Patient follow-up: 100% (intention-to-treat analysis).

Main results

More patients in the surgery group were able to walk than were those in the radiotherapy group (Table), and patients in the surgery group walked longer (median 122 vs 13 d). Surgery-group patients had better maintenance of continence (156 vs 17 d, relative risk [RR] 0.47, 95% CI 0.25 to 0.87), maintenance of functional ability (566 vs 72 d, RR 0.24, CI 0.11 to 0.54), longer survival time (126 vs 100 d, RR 0.60, CI 0.38 to 0.96), and reduced need for corticosteroids (equivalent dexamethasone dose 1.6 vs 4.2 mg/d, P = 0.009) and opioid analgesics (equivalent morphine dose 0.4 vs 4.8 mg/d, P = 0.002).


In patients with spinal cord compression caused by metastatic cancer, direct decompressive surgery plus radiotherapy improved the ability to walk more than radiotherapy alone.

*See Glossary.

†Information provided by author.

Sources of funding: National Cancer Institute and National Institute for Neurological Disorders and Stroke.

For correspondence: Dr.

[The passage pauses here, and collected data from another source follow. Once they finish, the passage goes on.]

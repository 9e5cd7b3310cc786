//! Configuration primitives and loader for html-toc.
//!
//! Settings are resolved from a precedence stack:
//! override flag → working directory → git root → built-in defaults.
//! Each layer only overrides the keys it sets, and every resolved value
//! remembers which layer it came from so validation errors can point at it.

use std::env;
use std::fmt;
use std::fs;
use std::io;
use std::path::{Path, PathBuf};

use serde::Deserialize;
use thiserror::Error;

pub const CONFIG_FILE_NAME: &str = ".html-toc.toml";
pub const DEFAULT_PLACEHOLDER: &str = "[toc]";
pub const DEFAULT_CONTAINER_CLASS: &str = "toc";

/// Complete configuration resolved from defaults and on-disk overrides.
#[derive(Clone, Debug)]
pub struct Config {
    pub toc: TocSettings,
    pub sources: ConfigSources,
}

/// Settings that govern TOC rendering and placeholder substitution.
#[derive(Clone, Debug, PartialEq, Eq)]
pub struct TocSettings {
    pub placeholder: String,
    pub container_class: String,
    pub skip_title: bool,
}

impl Default for TocSettings {
    fn default() -> Self {
        TocSettings {
            placeholder: DEFAULT_PLACEHOLDER.to_owned(),
            container_class: DEFAULT_CONTAINER_CLASS.to_owned(),
            skip_title: true,
        }
    }
}

/// Provenance information for resolved configuration.
#[derive(Clone, Debug)]
pub struct ConfigSources {
    pub working_directory: PathBuf,
    pub layers: Vec<ConfigSource>,
}

/// Specific layer of configuration (default/git/local/override).
#[derive(Clone, Debug, Eq, PartialEq)]
pub struct ConfigSource {
    pub kind: ConfigSourceKind,
    pub path: Option<PathBuf>,
}

impl ConfigSource {
    fn builtin() -> Self {
        ConfigSource {
            kind: ConfigSourceKind::Default,
            path: None,
        }
    }

    fn for_file(kind: ConfigSourceKind, path: PathBuf) -> Self {
        ConfigSource {
            kind,
            path: Some(path),
        }
    }

    fn describe(&self) -> String {
        match (&self.kind, &self.path) {
            (ConfigSourceKind::Default, _) => "built-in defaults".to_owned(),
            (kind, Some(path)) => format!("{} at {}", kind, path.display()),
            (kind, None) => kind.to_string(),
        }
    }
}

/// Kinds of configuration sources, ordered from lowest to highest precedence.
#[derive(Clone, Copy, Debug, Eq, PartialEq)]
pub enum ConfigSourceKind {
    Default,
    GitRoot,
    Local,
    Override,
}

impl fmt::Display for ConfigSourceKind {
    fn fmt(&self, f: &mut fmt::Formatter<'_>) -> fmt::Result {
        let label = match self {
            ConfigSourceKind::Default => "defaults",
            ConfigSourceKind::GitRoot => "git-root config",
            ConfigSourceKind::Local => "local config",
            ConfigSourceKind::Override => "override config",
        };
        f.write_str(label)
    }
}

/// Loader options, typically supplied by the CLI layer.
#[derive(Clone, Debug, Default)]
pub struct LoadOptions {
    pub override_path: Option<PathBuf>,
    pub working_dir: Option<PathBuf>,
}

impl LoadOptions {
    pub fn with_override_path(mut self, path: impl Into<PathBuf>) -> Self {
        self.override_path = Some(path.into());
        self
    }

    pub fn with_working_dir(mut self, path: impl Into<PathBuf>) -> Self {
        self.working_dir = Some(path.into());
        self
    }
}

/// Errors surfaced while loading configuration.
#[derive(Debug, Error)]
pub enum ConfigError {
    #[error("failed to resolve working directory {attempted}: {source}")]
    WorkingDirectory {
        attempted: PathBuf,
        source: io::Error,
    },
    #[error("override config {path} not found")]
    OverrideNotFound { path: PathBuf },
    #[error("failed to read config {path}: {source}")]
    Io { path: PathBuf, source: io::Error },
    #[error("failed to parse config {path}: {source}")]
    Parse {
        path: PathBuf,
        source: toml::de::Error,
    },
    #[error("configuration validation failed:\n{0}")]
    Validation(ConfigValidationErrors),
}

impl Config {
    /// Loads configuration using the precedence rules and returns typed settings.
    pub fn load(options: LoadOptions) -> Result<Self, ConfigError> {
        let working_dir = resolve_working_dir(options.working_dir)?;
        let override_path = options
            .override_path
            .map(|path| make_absolute(&path, &working_dir));

        if let Some(path) = &override_path {
            if !path.exists() {
                return Err(ConfigError::OverrideNotFound { path: path.clone() });
            }
        }

        let git_config = find_git_root(&working_dir).map(|root| root.join(CONFIG_FILE_NAME));
        let local_config = working_dir.join(CONFIG_FILE_NAME);

        // A file reachable through several kinds is applied once, at its highest precedence.
        let discovered = [
            git_config
                .filter(|path| *path != local_config)
                .map(|path| (ConfigSourceKind::GitRoot, path)),
            Some((ConfigSourceKind::Local, local_config)),
        ];
        let mut layered: Vec<(ConfigSourceKind, PathBuf)> = discovered
            .into_iter()
            .flatten()
            .filter(|(_, path)| path.exists() && override_path.as_ref() != Some(path))
            .collect();
        layered.extend(override_path.map(|path| (ConfigSourceKind::Override, path)));

        let mut merged = TocPartial::defaults(ConfigSource::builtin());
        let mut source_layers = vec![ConfigSource::builtin()];
        for (kind, path) in layered {
            let source = ConfigSource::for_file(kind, path.clone());
            merged.merge(load_layer(&path, source.clone())?);
            source_layers.push(source);
        }

        let toc = merged.finalize().map_err(ConfigError::Validation)?;
        Ok(Config {
            toc,
            sources: ConfigSources {
                working_directory: working_dir,
                layers: source_layers,
            },
        })
    }
}

impl Default for Config {
    fn default() -> Self {
        Config {
            toc: TocSettings::default(),
            sources: ConfigSources {
                working_directory: PathBuf::from("."),
                layers: vec![ConfigSource::builtin()],
            },
        }
    }
}

fn resolve_working_dir(override_dir: Option<PathBuf>) -> Result<PathBuf, ConfigError> {
    match override_dir {
        Some(path) => fs::canonicalize(&path).map_err(|source| ConfigError::WorkingDirectory {
            attempted: path,
            source,
        }),
        None => env::current_dir().map_err(|source| ConfigError::WorkingDirectory {
            attempted: PathBuf::from("."),
            source,
        }),
    }
}

fn make_absolute(path: &Path, base: &Path) -> PathBuf {
    if path.is_absolute() {
        path.to_path_buf()
    } else {
        base.join(path)
    }
}

fn find_git_root(start: &Path) -> Option<PathBuf> {
    let mut current = Some(start);
    while let Some(dir) = current {
        if dir.join(".git").exists() {
            return Some(dir.to_path_buf());
        }
        current = dir.parent();
    }
    None
}

fn load_layer(path: &Path, source: ConfigSource) -> Result<TocPartial, ConfigError> {
    let contents = fs::read_to_string(path).map_err(|source| ConfigError::Io {
        path: path.into(),
        source,
    })?;
    let raw: RawConfig = toml::from_str(&contents).map_err(|source| ConfigError::Parse {
        path: path.into(),
        source,
    })?;
    Ok(raw.toc.map(|toc| toc.into_partial(source)).unwrap_or_default())
}

#[derive(Clone, Debug, Default)]
struct TocPartial {
    placeholder: Option<Located<String>>,
    container_class: Option<Located<String>>,
    skip_title: Option<Located<bool>>,
}

impl TocPartial {
    fn defaults(source: ConfigSource) -> Self {
        let settings = TocSettings::default();
        TocPartial {
            placeholder: Some(Located::new(settings.placeholder, source.clone())),
            container_class: Some(Located::new(settings.container_class, source.clone())),
            skip_title: Some(Located::new(settings.skip_title, source)),
        }
    }

    fn merge(&mut self, other: TocPartial) {
        if other.placeholder.is_some() {
            self.placeholder = other.placeholder;
        }
        if other.container_class.is_some() {
            self.container_class = other.container_class;
        }
        if other.skip_title.is_some() {
            self.skip_title = other.skip_title;
        }
    }

    fn finalize(self) -> Result<TocSettings, ConfigValidationErrors> {
        let mut errors = Vec::new();
        let defaults = TocSettings::default();

        let placeholder = self
            .placeholder
            .unwrap_or_else(|| Located::new(defaults.placeholder, ConfigSource::builtin()));
        if placeholder.value.trim().is_empty() {
            errors.push(
                ConfigValidationError::new(
                    Some(placeholder.source.clone()),
                    "placeholder cannot be empty".into(),
                )
                .with_context("toc.placeholder"),
            );
        }

        let container_class = self
            .container_class
            .unwrap_or_else(|| Located::new(defaults.container_class, ConfigSource::builtin()));
        if container_class.value.trim().is_empty() {
            errors.push(
                ConfigValidationError::new(
                    Some(container_class.source.clone()),
                    "container class cannot be empty".into(),
                )
                .with_context("toc.container_class"),
            );
        }

        let skip_title = self
            .skip_title
            .map(|located| located.value)
            .unwrap_or(defaults.skip_title);

        if !errors.is_empty() {
            return Err(ConfigValidationErrors(errors));
        }

        Ok(TocSettings {
            placeholder: placeholder.value,
            container_class: container_class.value,
            skip_title,
        })
    }
}

#[derive(Clone, Debug)]
struct Located<T> {
    value: T,
    source: ConfigSource,
}

impl<T> Located<T> {
    fn new(value: T, source: ConfigSource) -> Self {
        Located { value, source }
    }
}

/// Container for validation failures, formatted as a bullet list.
#[derive(Debug)]
pub struct ConfigValidationErrors(pub Vec<ConfigValidationError>);

impl fmt::Display for ConfigValidationErrors {
    fn fmt(&self, f: &mut fmt::Formatter<'_>) -> fmt::Result {
        for (idx, err) in self.0.iter().enumerate() {
            if idx > 0 {
                writeln!(f)?;
            }
            write!(f, "- {err}")?;
        }
        Ok(())
    }
}

impl ConfigValidationErrors {
    pub fn iter(&self) -> impl Iterator<Item = &ConfigValidationError> {
        self.0.iter()
    }
}

/// Validation failure with optional provenance.
#[derive(Clone, Debug)]
pub struct ConfigValidationError {
    pub source: Option<ConfigSource>,
    pub message: String,
    pub context: Option<String>,
}

impl ConfigValidationError {
    fn new(source: Option<ConfigSource>, message: String) -> Self {
        ConfigValidationError {
            source,
            message,
            context: None,
        }
    }

    fn with_context(mut self, context: impl Into<String>) -> Self {
        self.context = Some(context.into());
        self
    }
}

impl fmt::Display for ConfigValidationError {
    fn fmt(&self, f: &mut fmt::Formatter<'_>) -> fmt::Result {
        if let Some(context) = &self.context {
            write!(f, "{}: {}", context, self.message)?;
        } else {
            write!(f, "{}", self.message)?;
        }
        if let Some(source) = &self.source {
            write!(f, " ({})", source.describe())?;
        }
        Ok(())
    }
}

#[derive(Debug, Deserialize)]
struct RawConfig {
    #[serde(default)]
    toc: Option<RawToc>,
}

#[derive(Debug, Deserialize)]
struct RawToc {
    #[serde(default)]
    placeholder: Option<String>,
    #[serde(default)]
    container_class: Option<String>,
    #[serde(default)]
    skip_title: Option<bool>,
}

impl RawToc {
    fn into_partial(self, source: ConfigSource) -> TocPartial {
        TocPartial {
            placeholder: self
                .placeholder
                .map(|value| Located::new(value, source.clone())),
            container_class: self
                .container_class
                .map(|value| Located::new(value, source.clone())),
            skip_title: self.skip_title.map(|value| Located::new(value, source)),
        }
    }
}

#[cfg(test)]
mod tests {
    use super::*;

    #[test]
    fn later_layers_override_only_the_keys_they_set() {
        let mut merged = TocPartial::defaults(ConfigSource::builtin());
        let local = ConfigSource::for_file(
            ConfigSourceKind::Local,
            PathBuf::from("/x/.html-toc.toml"),
        );
        merged.merge(TocPartial {
            container_class: Some(Located::new("contents".into(), local)),
            ..TocPartial::default()
        });

        let settings = merged.finalize().expect("valid settings");
        assert_eq!(settings.placeholder, "[toc]");
        assert_eq!(settings.container_class, "contents");
        assert!(settings.skip_title);
    }

    #[test]
    fn validation_errors_name_their_layer() {
        let local = ConfigSource::for_file(
            ConfigSourceKind::Local,
            PathBuf::from("/x/.html-toc.toml"),
        );
        let mut merged = TocPartial::defaults(ConfigSource::builtin());
        merged.merge(TocPartial {
            placeholder: Some(Located::new("  ".into(), local)),
            ..TocPartial::default()
        });

        let errors = merged.finalize().expect_err("blank placeholder rejected");
        assert_eq!(
            errors.to_string(),
            "- toc.placeholder: placeholder cannot be empty (local config at /x/.html-toc.toml)"
        );
    }
}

R.A. Patchell, University of Kentucky Medical Center, Lexington, KY, USA. E-mail

Table. Direct decompressive surgery plus radiotherapy vs radiotherapy alone for spinal cord compression caused by metastatic cancer at median 93 to 102 days‡

Outcome Surgery + radiotherapy Radiotherapy RBI (95% CI) NNT (CI)
Ability to walk 84% 57% 48% (15 to 98) 4 (3 to 11)

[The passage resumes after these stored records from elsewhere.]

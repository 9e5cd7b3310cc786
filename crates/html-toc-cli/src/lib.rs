mod fs;

use std::io::{self, Read, Write};
use std::path::{Path, PathBuf};

use anyhow::{bail, Context, Result};
use clap::{ArgAction, Parser, ValueEnum};
use html_toc::{TocFilter, TocOptions};
use html_toc_config::{Config, LoadOptions};
use log::{debug, info, LevelFilter};
use rayon::prelude::*;

use crate::fs::atomic_write;

pub const EXIT_SUCCESS: i32 = 0;
pub const EXIT_STALE: i32 = 1;
pub const EXIT_FAILURE: i32 = 2;

const STDIN_PATH: &str = "-";

/// Entry point for CLI execution. Returns the desired exit code.
pub fn run() -> Result<i32> {
    let cli = Cli::parse();
    init_logging(cli.verbose);
    cli.validate()?;

    let mut load = LoadOptions::default();
    if let Some(path) = &cli.config {
        load = load.with_override_path(path);
    }
    let config = Config::load(load)?;
    debug!(
        "configuration resolved from {} layer(s)",
        config.sources.layers.len()
    );

    let filter = TocFilter::new(cli.toc_options(&config));
    let processed = process_inputs(&filter, &cli.files, cli.emit)?;

    if cli.check {
        return report_stale(&processed).context("failed to write check report");
    }

    if cli.in_place {
        for item in &processed {
            if item.output == item.original {
                debug!("{} unchanged", item.path.display());
                continue;
            }
            atomic_write(&item.path, &item.output)
                .with_context(|| format!("failed to write {}", item.path.display()))?;
            info!("updated {}", item.path.display());
        }
        return Ok(EXIT_SUCCESS);
    }

    if let Some(output) = &cli.output {
        let item = &processed[0];
        atomic_write(output, &item.output)
            .with_context(|| format!("failed to write {}", output.display()))?;
        info!("wrote {}", output.display());
        return Ok(EXIT_SUCCESS);
    }

    for item in &processed {
        emit(&item.output)?;
    }
    Ok(EXIT_SUCCESS)
}

fn init_logging(verbose: u8) {
    let level = match verbose {
        0 => LevelFilter::Warn,
        1 => LevelFilter::Info,
        2 => LevelFilter::Debug,
        _ => LevelFilter::Trace,
    };
    // RUST_LOG, when set, overrides the -v derived level.
    let _ = env_logger::Builder::new()
        .filter_level(level)
        .parse_default_env()
        .format_timestamp(None)
        .try_init();
}

struct Processed {
    path: PathBuf,
    original: String,
    output: String,
}

fn process_inputs(filter: &TocFilter, files: &[PathBuf], emit: Emit) -> Result<Vec<Processed>> {
    if is_stdin(files) {
        let mut original = String::new();
        io::stdin()
            .lock()
            .read_to_string(&mut original)
            .context("failed to read stdin")?;
        let output = transform(filter, &original, emit)?;
        return Ok(vec![Processed {
            path: PathBuf::from(STDIN_PATH),
            original,
            output,
        }]);
    }

    files
        .par_iter()
        .map(|path| -> Result<Processed> {
            let original = std::fs::read_to_string(path)
                .with_context(|| format!("failed to read {}", path.display()))?;
            let output = transform(filter, &original, emit)?;
            debug!("processed {}", path.display());
            Ok(Processed {
                path: path.clone(),
                original,
                output,
            })
        })
        .collect()
}

fn transform(filter: &TocFilter, markup: &str, emit: Emit) -> Result<String> {
    Ok(match emit {
        Emit::Document => filter.apply(markup),
        Emit::Toc => filter.render(markup).unwrap_or_default(),
        Emit::Json => {
            let mut json = serde_json::to_string_pretty(&filter.toc(markup))?;
            json.push('\n');
            json
        }
    })
}

fn report_stale(processed: &[Processed]) -> io::Result<i32> {
    let stale: Vec<&Processed> = processed
        .iter()
        .filter(|item| item.output != item.original)
        .collect();

    let stdout = io::stdout();
    let mut handle = stdout.lock();
    for item in &stale {
        match writeln!(handle, "{}: table of contents not applied", item.path.display()) {
            Ok(()) => {}
            Err(err) if should_ignore_pipe_error(&err) => break,
            Err(err) => return Err(err),
        }
    }

    Ok(if stale.is_empty() {
        EXIT_SUCCESS
    } else {
        EXIT_STALE
    })
}

fn emit(content: &str) -> Result<()> {
    let stdout = io::stdout();
    let mut handle = stdout.lock();

    match handle.write_all(content.as_bytes()) {
        Ok(()) => {}
        Err(err) if should_ignore_pipe_error(&err) => return Ok(()),
        Err(err) => return Err(err).context("failed to write output"),
    }

    match handle.flush() {
        Ok(()) => Ok(()),
        Err(err) if should_ignore_pipe_error(&err) => Ok(()),
        Err(err) => Err(err).context("failed to flush stdout"),
    }
}

fn should_ignore_pipe_error(err: &io::Error) -> bool {
    matches!(
        err.kind(),
        io::ErrorKind::BrokenPipe | io::ErrorKind::WouldBlock
    )
}

fn is_stdin(files: &[PathBuf]) -> bool {
    matches!(files, [only] if only == Path::new(STDIN_PATH))
}

#[derive(Parser)]
#[command(
    author,
    version,
    about = "Inject a table of contents into rendered HTML",
    long_about = None
)]
struct Cli {
    /// HTML files to process ('-' reads stdin)
    #[arg(value_name = "FILE", default_value = STDIN_PATH)]
    files: Vec<PathBuf>,

    /// Write the result to PATH instead of stdout
    #[arg(short, long, value_name = "PATH", conflicts_with_all = ["in_place", "check"])]
    output: Option<PathBuf>,

    /// Rewrite each FILE in place
    #[arg(short = 'i', long = "in-place", conflicts_with = "check")]
    in_place: bool,

    /// List files whose placeholders would be replaced; exit 1 if any
    #[arg(long)]
    check: bool,

    /// What to print for each input
    #[arg(long, value_enum, default_value_t = Emit::Document)]
    emit: Emit,

    /// Placeholder token to replace (case-insensitive)
    #[arg(long, value_name = "TEXT")]
    placeholder: Option<String>,

    /// CSS class of the generated container
    #[arg(long = "class", value_name = "NAME")]
    class: Option<String>,

    /// List a lone top-level heading instead of treating it as the title
    #[arg(long = "keep-title")]
    keep_title: bool,

    /// Explicit configuration file (highest precedence)
    #[arg(long = "config", value_name = "PATH")]
    config: Option<PathBuf>,

    /// Increase log verbosity (-v, -vv, -vvv)
    #[arg(short, long, action = ArgAction::Count)]
    verbose: u8,
}

impl Cli {
    fn toc_options(&self, config: &Config) -> TocOptions {
        let mut options = TocOptions::from(&config.toc);
        if let Some(placeholder) = &self.placeholder {
            options.placeholder = placeholder.clone();
        }
        if let Some(class) = &self.class {
            options.container_class = class.clone();
        }
        if self.keep_title {
            options.skip_title = false;
        }
        options
    }

    fn validate(&self) -> Result<()> {
        let reads_stdin = self.files.iter().any(|path| path == Path::new(STDIN_PATH));
        if reads_stdin && self.files.len() > 1 {
            bail!("'-' (stdin) cannot be combined with other files");
        }
        if reads_stdin && self.in_place {
            bail!("--in-place requires file arguments");
        }
        if self.output.is_some() && self.files.len() > 1 {
            bail!("--output accepts a single input");
        }
        if (self.in_place || self.check) && self.emit != Emit::Document {
            bail!("--in-place and --check only apply to --emit document");
        }
        if self.placeholder.as_deref().is_some_and(|p| p.trim().is_empty()) {
            bail!("--placeholder cannot be empty");
        }
        if self.class.as_deref().is_some_and(|c| c.trim().is_empty()) {
            bail!("--class cannot be empty");
        }
        Ok(())
    }
}

#[derive(Clone, Copy, Debug, PartialEq, Eq, ValueEnum)]
enum Emit {
    /// The input with every placeholder replaced
    Document,
    /// Only the rendered table of contents
    Toc,
    /// The table of contents tree as JSON
    Json,
}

‡Abbreviations defined in Glossary; RBI, NNT, and CI calculated from data in article.


The landmark study by Patchell and colleagues investigated the role of direct decompressive resection in the treatment of MESCC. 101 patients were entered over 10 years before the study was terminated because the criterion of a predetermined stopping rule was met. More patients in the surgery plus postoperative radiation group retained the ability to walk and walked longer than did those in the radiation-alone group. Furthermore, surgery-group patients had better continence and muscle strength, longer overall survival, and lower requirements for opioid analgesics and steroids. The median length of hospitalization was similar in both groups.

Since MESCC is a common complication of cancer, it is surprising that it took 10 years to recruit 101 eligible patients from 7 major centers. Certainly many eligible patients were not entered for reasons that were not clarified, yet this does not necessarily negate the validity of this study. Furthermore, despite the strict entry requirements favoring longer survival, the median survival time was only 100 days in the radiation group and 126 days in the surgery group. Patients in the surgery group were able to walk for a significantly longer period-122 days compared with just 13 days in the radiation-only group-but this is still a brief length of time. Earlier studies that did not show a benefit of surgery in MESCC were done in an era in which surgical instrumentation and expertise were less developed than today. More recent studies have shown a benefit with direct decompressive surgery, but this is the first study to use a randomized design.

This study shows the superior results with decompressive surgery plus radiotherapy for MESCC, but the procedure requires careful selection of patients and is technically challenging, time-consuming, and costly.